Jade Sharma’s Problems Are Other People. Also Heroin.

The debut novel from Jade Sharma puts its hero through the wringer

By the final third of Jade Sharma’s first novel Problems, Maya has lost her barely-there bookstore job, her husband Peter, her lover Ogden, and whatever control she had over her heroin habit. When Peter tells her he is leaving, she snorts two bags in front of him. “I told him I would kill myself, because no one was allowed to just leave someone like that. He didn’t respond. Was I actually going to have to kill myself to prove a point?”

She starts turning tricks for dope money. “People said women who did this kind of thing had no self-respect. I had no idea what that meant, because I got off on doing it […] When they handed me cash, I felt like a champ.”

Not much later she overdoses and is placed in a psych ward.

Problems is a novel about an over-educated member of the upper-middle class (or maybe just upper class? When her dad dies, she inherits a quarter-million dollars) and therapy comes up a lot. Maya tells a story about her mother throwing away her grade-school art project while sticking her brother’s A test onto the fridge. “A concise little story that played well in therapy.” At another point, Maya interrupts a scene and jumps forward to a therapy session where she explains to her therapist why she thinks she behaved the way she did, and how she felt about it.

She has reasons to complain. Insufferable people surround her. The longest stretch of the novel details a trip to her husband Peter’s childhood home for Thanksgiving. His parents are too thrifty and too religious and yell at Maya when she makes them watch a romantic comedy with sex in it. Peter is awful in his own way. “He would wake up early, go for a run, do sit-ups as he watched The Colbert Report.”

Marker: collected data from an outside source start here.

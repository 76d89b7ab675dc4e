// Copyright (c) 2025 Ronan LE MEILLAT, SCTG Development
// This file is part of the rust-pcf8591 project and is licensed under the
// SCTG Development Non-Commercial License v1.0 (see LICENSE.md for details).

//! PCF8591 measurement source
//!
//! Turns a channel selector into a calibrated voltage: a channel-select write
//! (control byte `0x40 + channel`) followed by a one-byte read at the same
//! address, scaled linearly from the 8-bit count to the 3.3 V reference.
//!
//! Reads return a [`MeasurementError`] instead of a sentinel. Substituting
//! [`UNAVAILABLE_VOLTAGE`] for a failed read is the caller's decision; the
//! sampler does so explicitly.

use log::debug;
use serde::{Deserialize, Serialize};
use thiserror::Error;

use crate::bus::{BoxedBusDriver, BusError};

/// Reference voltage of the ADC
pub const REFERENCE_VOLTAGE: f64 = 3.3;

/// Full-scale count of the 8-bit converter
pub const FULL_SCALE_COUNT: f64 = 255.0;

/// Reading reported when a channel could not be read.
///
/// Indistinguishable from a genuine 0.0 V reading on the persisted formats.
pub const UNAVAILABLE_VOLTAGE: f64 = 0.0;

/// Control byte with the analog output enable flag set
const CONTROL_ANALOG_OUTPUT_ENABLE: u8 = 0x40;

/// Analog input channel of the PCF8591
#[derive(Debug, Clone, Copy, PartialEq, Eq, Hash, Serialize, Deserialize)]
pub enum Channel {
    Ain0,
    Ain1,
    Ain2,
    Ain3,
}

impl Channel {
    /// All channels in sampling order
    pub const ALL: [Channel; 4] = [Channel::Ain0, Channel::Ain1, Channel::Ain2, Channel::Ain3];

    pub fn index(self) -> usize {
        match self {
            Channel::Ain0 => 0,
            Channel::Ain1 => 1,
            Channel::Ain2 => 2,
            Channel::Ain3 => 3,
        }
    }

    /// Control byte selecting this channel in single-ended mode
    pub fn control_byte(self) -> u8 {
        CONTROL_ANALOG_OUTPUT_ENABLE + self.index() as u8
    }
}

impl TryFrom<u8> for Channel {
    type Error = MeasurementError;

    fn try_from(value: u8) -> Result<Self, Self::Error> {
        Channel::ALL
            .get(usize::from(value))
            .copied()
            .ok_or(MeasurementError::InvalidChannel(value))
    }
}

impl std::fmt::Display for Channel {
    fn fmt(&self, f: &mut std::fmt::Formatter<'_>) -> std::fmt::Result {
        write!(f, "AD{}", self.index())
    }
}

/// Why a measurement could not be taken
#[derive(Error, Debug)]
pub enum MeasurementError {
    #[error("No detected PCF8591 on I2C at 0x{address:02X}")]
    NoDevice {
        address: u8,
        #[source]
        source: BusError,
    },

    #[error("Invalid PCF8591 channel {0} (expected 0-3)")]
    InvalidChannel(u8),
}

/// Convert a raw 8-bit count to volts, rounded to one decimal place
pub fn count_to_voltage(count: u8) -> f64 {
    let volts = f64::from(count) * REFERENCE_VOLTAGE / FULL_SCALE_COUNT;
    (volts * 10.0).round() / 10.0
}

/// Stateless accessor of one PCF8591 on an I2C bus.
///
/// The source owns the bus handle; it is not shared and performs no locking,
/// so exactly one task may drive it.
pub struct Pcf8591 {
    bus: BoxedBusDriver,
    address: u8,
}

impl Pcf8591 {
    pub fn new(bus: BoxedBusDriver, address: u8) -> Self {
        Self { bus, address }
    }

    pub fn address(&self) -> u8 {
        self.address
    }

    /// Whether the chip acknowledges its address; a bus failure counts as absent
    pub async fn is_present(&mut self) -> bool {
        match self.bus.device_present(self.address).await {
            Ok(present) => present,
            Err(e) => {
                debug!("Presence check at 0x{:02X} failed: {}", self.address, e);
                false
            }
        }
    }

    /// Read one analog input and return its voltage
    pub async fn read(&mut self, channel: Channel) -> Result<f64, MeasurementError> {
        let count = self.read_count(channel).await?;
        let voltage = count_to_voltage(count);
        debug!("{}: count {} -> {:.1} V", channel, count, voltage);
        Ok(voltage)
    }

    /// Read the raw 8-bit count of one analog input
    pub async fn read_count(&mut self, channel: Channel) -> Result<u8, MeasurementError> {
        let index = channel.index() as u8;
        self.bus
            .write_byte_data(self.address, channel.control_byte(), index)
            .await
            .map_err(|source| self.no_device(source))?;
        self.bus
            .read_byte(self.address)
            .await
            .map_err(|source| self.no_device(source))
    }

    /// Drive the analog output with an 8-bit value (0-255)
    pub async fn write_output(&mut self, value: u8) -> Result<(), MeasurementError> {
        debug!("Writing {} to analog output", value);
        self.bus
            .write_byte_data(self.address, CONTROL_ANALOG_OUTPUT_ENABLE, value)
            .await
            .map_err(|source| self.no_device(source))
    }

    fn no_device(&self, source: BusError) -> MeasurementError {
        MeasurementError::NoDevice {
            address: self.address,
            source,
        }
    }
}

Maya has problems besides heroin but they never resolve in the way her addiction does. Binging and purging, a bad relationship with her MS-afflicted mother, a bad relationship with most people: Sharma smartly treats these as things to endure rather than as things to address.

The book skirts with equating the act of writing with redemption (Maya is in either an MFA or some kind of English grad program). I get wary when a character in a drug story has a talent that goes to waste. More chances for the story to get maudlin. Elizabeth, also an addict, tells Maya, “But you can write, you have a place you can put everything. I don’t know where to put things. You can make something out of all the ugliness.” Granted it’s a character talking, one who also says things like, “We can still get discovered, you know? We’re still young.” And Maya argues she doesn’t identify as a writer anymore. Still, by the end of the book she is sober and up all night writing poetry.

Maya is an intelligent, opinionated, insecure, hilarious personality. Her life is unstable in such a way that all the author has to do is pull one string (have Peter leave) to make her whole existence unravel. Finally Maya has no one left who isn’t an addict except her former lover Ogden. Barely. He emails from across the country. “Maybe it was easier for him to share stuff with me because I no longer matter.” He suggests she rent out her living room for extra money. Pretty soon: “I’m living with a person who has his shit together, and I go back to school. I never make the decision to clean up but change happens in these small ways.” A happy ending doesn’t seem right so let’s say Problems doesn’t wholly have one. Maya rebuilds her life but she isn’t there for it; in the final pages the narration switches to second-person present-tense. Not the first time Maya disappears from her own story, but it is the last.